Pull out every line below holding the word "participant".

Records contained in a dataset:
──────
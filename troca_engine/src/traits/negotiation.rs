use thiserror::Error;
use troca_common::Centavos;

use crate::db_types::{NewOffer, Offer, Order, OrderStatus};

#[derive(Debug, Clone, Error)]
pub enum NegotiationError {
    #[error("Database error: {0}")]
    DatabaseError(String),
    /// Covers the absent offer, the already-processed offer, and the offer that belongs to someone else. The
    /// caller cannot tell these apart, which is intentional.
    #[error("Offer not found")]
    OfferNotFound,
    #[error("Chat not found or you are not a participant")]
    ChatNotFound,
    #[error("Product {0} does not exist")]
    ProductNotFound(i64),
    #[error("Offer amounts must be positive, not {0}")]
    InvalidAmount(Centavos),
    #[error("You cannot make an offer on your own product")]
    SelfOffer,
    #[error("Product owner not found")]
    RecipientNotFound,
    #[error("There is already a pending offer in this chat")]
    PendingOfferExists,
    #[error("Order {0} does not exist")]
    OrderNotFound(i64),
}

impl From<sqlx::Error> for NegotiationError {
    fn from(e: sqlx::Error) -> Self {
        NegotiationError::DatabaseError(e.to_string())
    }
}

/// The offer state machine and the orders it spawns.
///
/// Offers move along PENDING -> ACCEPTED -> PAID, with PENDING -> DECLINED as the rejection branch. Every
/// transition here is a single conditional update keyed on the expected current status, so two racing calls
/// cannot both win. Each transition appends its system message to the chat and touches the chat timestamp in
/// the same transaction.
#[allow(async_fn_in_trait)]
pub trait NegotiationDatabase: Clone {
    /// The URL of the database backing this instance.
    fn url(&self) -> &str;

    /// Validates and persists a new PENDING offer, together with its announcement message.
    ///
    /// The sender must be a participant in the chat, the recipient is resolved as the other participant and must
    /// be the product's author, and a chat can hold at most one pending offer at a time.
    async fn insert_offer(&self, offer: NewOffer) -> Result<Offer, NegotiationError>;

    /// Moves a PENDING offer addressed to `user_id` to ACCEPTED and creates the matching order in the same
    /// transaction. Returns [`NegotiationError::OfferNotFound`] when no row matches.
    async fn accept_offer(&self, offer_id: i64, user_id: i64) -> Result<(Offer, Order), NegotiationError>;

    /// Moves a PENDING offer addressed to `user_id` to DECLINED. No order is created.
    async fn decline_offer(&self, offer_id: i64, user_id: i64) -> Result<Offer, NegotiationError>;

    /// Fetches an ACCEPTED offer made by `sender_id`, the only state in which payment may be initiated.
    async fn offer_for_payment(&self, offer_id: i64, sender_id: i64) -> Result<Offer, NegotiationError>;

    /// Records the payment intent id against an ACCEPTED offer.
    async fn attach_payment_intent(&self, offer_id: i64, intent_id: &str) -> Result<Offer, NegotiationError>;

    /// Fetches an ACCEPTED offer that has a payment intent attached, i.e. one whose payment may be confirmed.
    async fn offer_awaiting_confirmation(&self, offer_id: i64) -> Result<Offer, NegotiationError>;

    /// Moves an ACCEPTED offer to PAID and appends the confirmation message. A second call for the same offer
    /// finds no ACCEPTED row and returns [`NegotiationError::OfferNotFound`], which makes duplicate payment
    /// notifications harmless.
    async fn complete_payment(&self, offer_id: i64) -> Result<Offer, NegotiationError>;

    /// Fetches the offer with the given id, or None if no such offer exists.
    async fn offer_by_id(&self, offer_id: i64) -> Result<Option<Offer>, NegotiationError>;

    /// Fetches the chat's PENDING offer, if there is one. At most one can exist.
    async fn pending_offer_for_chat(&self, chat_id: i64) -> Result<Option<Offer>, NegotiationError>;

    /// Fetches every offer the user sent or received, newest first.
    async fn offers_for_user(&self, user_id: i64) -> Result<Vec<Offer>, NegotiationError>;

    /// Fetches the order with the given id, or None if no such order exists.
    async fn order_by_id(&self, order_id: i64) -> Result<Option<Order>, NegotiationError>;

    /// Fetches every order in which the user is the seller or the purchaser, newest first.
    async fn orders_for_user(&self, user_id: i64) -> Result<Vec<Order>, NegotiationError>;

    /// Sets the status of an order, gated on `user_id` being the seller or the purchaser.
    async fn update_order_status(
        &self,
        order_id: i64,
        user_id: i64,
        status: OrderStatus,
    ) -> Result<Order, NegotiationError>;
}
──────
▶ [Result of this task]
    #[error("Chat not found or you are not a participant")]
    /// The sender must be a participant in the chat, the recipient is resolved as the other participant and must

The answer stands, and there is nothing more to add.